Tentu saja di kalangan masyarakat miskin seperti di Klamalu, perubahan perilaku


harus didukung juga dengan perbaikan prasarana, itu sebabnya Wildan dan teman-
temannya juga memberi nasihat praktis untuk warga desa bagaimana membangun
kakus yang sehat dan prasarana lainnya.
“Kami mengajarkan apa yang dimaksud dengan kakus yang sehat, berapa
jaraknya dari rumah mereka, dan bagaimana mencegah supaya tidak bocor atau
terkontaminasi serta kami juga mendorong mereka untuk menggunakan
pengetahuan mereka dan bahan-bahan bangunan yang mereka mampu dapat untuk
membuatnya,” katanya.
“Warga desa dengan cepat mengganti bahan-bahan bangunan dengan apa yang
mereka punya seperti pemakaian bambu untuk mengganti pipa plastic dan kayu
untuk menganti lantai semen. Ini bagus karena ini berarti ongkos pembuatan
kakus menjadi terjangkau dan jika ada yang rusak mereka dengan cepat bisa
menggantinya.”
Kakus milik Paulinus adalah contoh yang tepat untuk itu – dia mengumpulkan
bahan-bahan bangunan dari sekitar tempat tinggalnya, kayu diambil dari hutan
dan dia meminjam paku-paku dari tetangganya. “Satu yang saya beli hanya
sandaran kayu dan bak nya seharga Rp 100,000, jadi tidak terlalu mahal,” kata
Paulinus.

Sejak mengikuti pelatihan dari UNICEF, dia telah menjadi pendukung program
CLTS dan sekarang dia mendorong warga lain untuk mulai membangun kakus
mereka sendiri.
“Saya ikut pelatihan UNICEF mengenai cara-cara hidup sehat dan saya belajar
bahwa buang air besar di tempat terbuka bisa menyebabkan diare. Saya pikir
penting untuk merubah cara-cara yang biasa kita lakukan dan mulai melarang
orang buang hajat di tempat terbuka.”
“Saya membuat kakus untuk keluarga saya dan kamu memiliki peraturan disini
bahwa tidak seorangpun boleh buang air besar di sungai lagi. Menurut saya itu
berhasil karena sekarang biasanya musim diare tetapi tahun ini sudah banyak
berkurang, sedikit orang yang sakit.”

Keluarga Paulinusa adalah keluarga pertama yang merasakan keuntungan dari


kakus yang baru dibangun
Memanen Langit
Sejak program dimulai pada tahun 2007, beberapa warga desa telah membuat
kakus mereka sendiri. Masyarakat juga sudah dilarang membuang air
sembarangan dan banyak tanda-tanda di desa untuk mengingatkan orang untuk
cuci tangan dan sanitasi sehat. Dengan upaya untuk perubahan perilaku berjalan
dengan baik, UNICEF beranjak untuk memulai tahap kedua dari program yaitu
membantu warga desa untuk membuat prasarana untuk persediaan air bersih.

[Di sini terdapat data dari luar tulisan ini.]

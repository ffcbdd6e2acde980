//! # Record types for the salon collections
//!
//! Every collection has an explicit schema. [`Record::decode`] is the store
//! boundary: a document that is missing a field, carries the wrong type, names
//! a category outside [`ServiceCategory`], or has a zero duration fails with a
//! [`DecodeError`] instead of flowing into the UI half-formed.
//!
//! | Struct | Collection | Ordered by |
//! |--------|-----------|------------|
//! | [`Service`] | `services` | `createdAt` |
//! | [`Customer`] | `customers` | `createdAt` |
//! | [`Profile`] | `users` (keyed by session user id) | none |

use std::fmt;
use std::num::NonZeroU32;
use std::str::FromStr;

use chrono::{DateTime, Utc};
use rust_decimal::Decimal;
use serde::de::DeserializeOwned;
use serde::{Deserialize, Serialize};

use crate::document::{Document, DocumentId, Fields};
use crate::error::{DecodeError, StoreError};

/// A typed view of one collection's documents.
pub trait Record: Serialize + DeserializeOwned {
    /// Collection the records live in.
    const COLLECTION: &'static str;
    /// Field subscriptions order by, newest first.
    const ORDER_BY: Option<&'static str> = Some("createdAt");

    fn encode(&self) -> Result<Fields, StoreError> {
        match serde_json::to_value(self)? {
            serde_json::Value::Object(fields) => Ok(fields),
            _ => Err(StoreError::Encode {
                collection: Self::COLLECTION.to_string(),
            }),
        }
    }

    fn decode(doc: &Document) -> Result<Stored<Self>, DecodeError> {
        let data = serde_json::from_value(serde_json::Value::Object(doc.fields.clone()))
            .map_err(|source| DecodeError {
                collection: Self::COLLECTION.to_string(),
                id: doc.id.clone(),
                source,
            })?;
        Ok(Stored {
            id: doc.id.clone(),
            data,
        })
    }
}

/// A record together with the id the store assigned it.
#[derive(Clone, Debug, PartialEq)]
pub struct Stored<T> {
    pub id: DocumentId,
    pub data: T,
}

/// The fixed set of service categories offered by the salon.
#[derive(Clone, Copy, Debug, Default, PartialEq, Eq, Hash, Serialize, Deserialize)]
pub enum ServiceCategory {
    #[default]
    Facial,
    Massage,
    #[serde(rename = "Hair Care")]
    HairCare,
    #[serde(rename = "Nail Care")]
    NailCare,
    #[serde(rename = "Body Treatment")]
    BodyTreatment,
    Other,
}

impl ServiceCategory {
    pub const ALL: [ServiceCategory; 6] = [
        Self::Facial,
        Self::Massage,
        Self::HairCare,
        Self::NailCare,
        Self::BodyTreatment,
        Self::Other,
    ];

    pub fn label(self) -> &'static str {
        match self {
            Self::Facial => "Facial",
            Self::Massage => "Massage",
            Self::HairCare => "Hair Care",
            Self::NailCare => "Nail Care",
            Self::BodyTreatment => "Body Treatment",
            Self::Other => "Other",
        }
    }
}

impl fmt::Display for ServiceCategory {
    fn fmt(&self, f: &mut fmt::Formatter<'_>) -> fmt::Result {
        f.write_str(self.label())
    }
}

#[derive(Debug, Clone, PartialEq, Eq, thiserror::Error)]
#[error("unknown service category: {0}")]
pub struct UnknownCategory(pub String);

impl FromStr for ServiceCategory {
    type Err = UnknownCategory;

    fn from_str(s: &str) -> Result<Self, Self::Err> {
        Self::ALL
            .into_iter()
            .find(|c| c.label() == s)
            .ok_or_else(|| UnknownCategory(s.to_string()))
    }
}

/// A non-negative, currency-agnostic amount.
///
/// Stored as a decimal string so every digit survives the round trip. Plain
/// JSON numbers are still accepted when decoding.
#[derive(Clone, Copy, Debug, PartialEq, Eq, PartialOrd, Ord, Serialize, Deserialize)]
#[serde(try_from = "Decimal", into = "Decimal")]
pub struct Price(Decimal);

#[derive(Debug, Clone, PartialEq, Eq, thiserror::Error)]
#[error("price must not be negative, got {0}")]
pub struct NegativePrice(pub Decimal);

impl Price {
    pub fn new(amount: Decimal) -> Result<Self, NegativePrice> {
        if amount.is_sign_negative() && !amount.is_zero() {
            return Err(NegativePrice(amount));
        }
        Ok(Self(amount))
    }

    pub fn amount(self) -> Decimal {
        self.0
    }

    /// Render with `.` thousands separators and `,` decimals, e.g. `250.000`.
    pub fn grouped(self) -> String {
        let normalized = self.0.normalize().to_string();
        let (int_part, frac_part) = match normalized.split_once('.') {
            Some((i, f)) => (i.to_string(), Some(f.to_string())),
            None => (normalized, None),
        };

        let digits: Vec<char> = int_part.chars().collect();
        let mut grouped = String::with_capacity(digits.len() + digits.len() / 3);
        for (i, ch) in digits.iter().enumerate() {
            if i > 0 && (digits.len() - i) % 3 == 0 {
                grouped.push('.');
            }
            grouped.push(*ch);
        }

        match frac_part {
            Some(frac) => format!("{grouped},{frac}"),
            None => grouped,
        }
    }
}

impl TryFrom<Decimal> for Price {
    type Error = NegativePrice;

    fn try_from(amount: Decimal) -> Result<Self, Self::Error> {
        Self::new(amount)
    }
}

impl From<Price> for Decimal {
    fn from(price: Price) -> Self {
        price.0
    }
}

impl fmt::Display for Price {
    fn fmt(&self, f: &mut fmt::Formatter<'_>) -> fmt::Result {
        write!(f, "{} đ", self.grouped())
    }
}

/// A service on the salon's menu.
#[derive(Clone, Debug, PartialEq, Serialize, Deserialize)]
#[serde(rename_all = "camelCase")]
pub struct Service {
    pub name: String,
    pub price: Price,
    pub description: String,
    /// Minutes.
    pub duration: NonZeroU32,
    pub category: ServiceCategory,
    pub created_at: DateTime<Utc>,
    #[serde(default, skip_serializing_if = "Option::is_none")]
    pub updated_at: Option<DateTime<Utc>>,
}

impl Service {
    /// Time of the last modification; the creation time if never modified.
    pub fn updated_at(&self) -> DateTime<Utc> {
        self.updated_at.unwrap_or(self.created_at)
    }
}

impl Record for Service {
    const COLLECTION: &'static str = "services";
}

#[derive(Clone, Debug, PartialEq, Serialize, Deserialize)]
#[serde(rename_all = "camelCase")]
pub struct Customer {
    pub name: String,
    pub email: String,
    pub phone: String,
    pub created_at: DateTime<Utc>,
}

impl Record for Customer {
    const COLLECTION: &'static str = "customers";
}

/// Account profile of the signed-in staff member.
#[derive(Clone, Debug, Default, PartialEq, Serialize, Deserialize)]
pub struct Profile {
    pub name: String,
    pub email: String,
    pub phone: String,
    pub address: String,
    #[serde(rename = "avatarURL", default)]
    pub avatar_url: String,
}

impl Record for Profile {
    const COLLECTION: &'static str = "users";
    const ORDER_BY: Option<&'static str> = None;
}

“Air hujan sangat banyak disini sehingga kami membantu warga untuk
membangun tangki-tangki air baru untuk mengumpulkan dan menyimpan air
bersih,” kata Wildan. “Kami menyediakan lima atau enam cetakan dan semua
bahan-bahan bangunan sedangkan warga akan menyediakan tenaga untuk
pembuatan tanki-tanki air. Sebanyak 100 tanki adalah target kami yang artinya
setiap rumah akan mendapat satu.”
Masih banyak hal yang harus dikerjakan di Klamalu, akan tetapi peperangan yang
terbesar yaitu merubah sikap orang terhadap sanitasi – sepertinya sudah menuju
jalan untuk dimenangkan. Dengan warga desa seperti Paulinus memimpin jalan di
desa tersebut, Klamalu sedang bekerja menuju hidup yang jauh lebih sehat.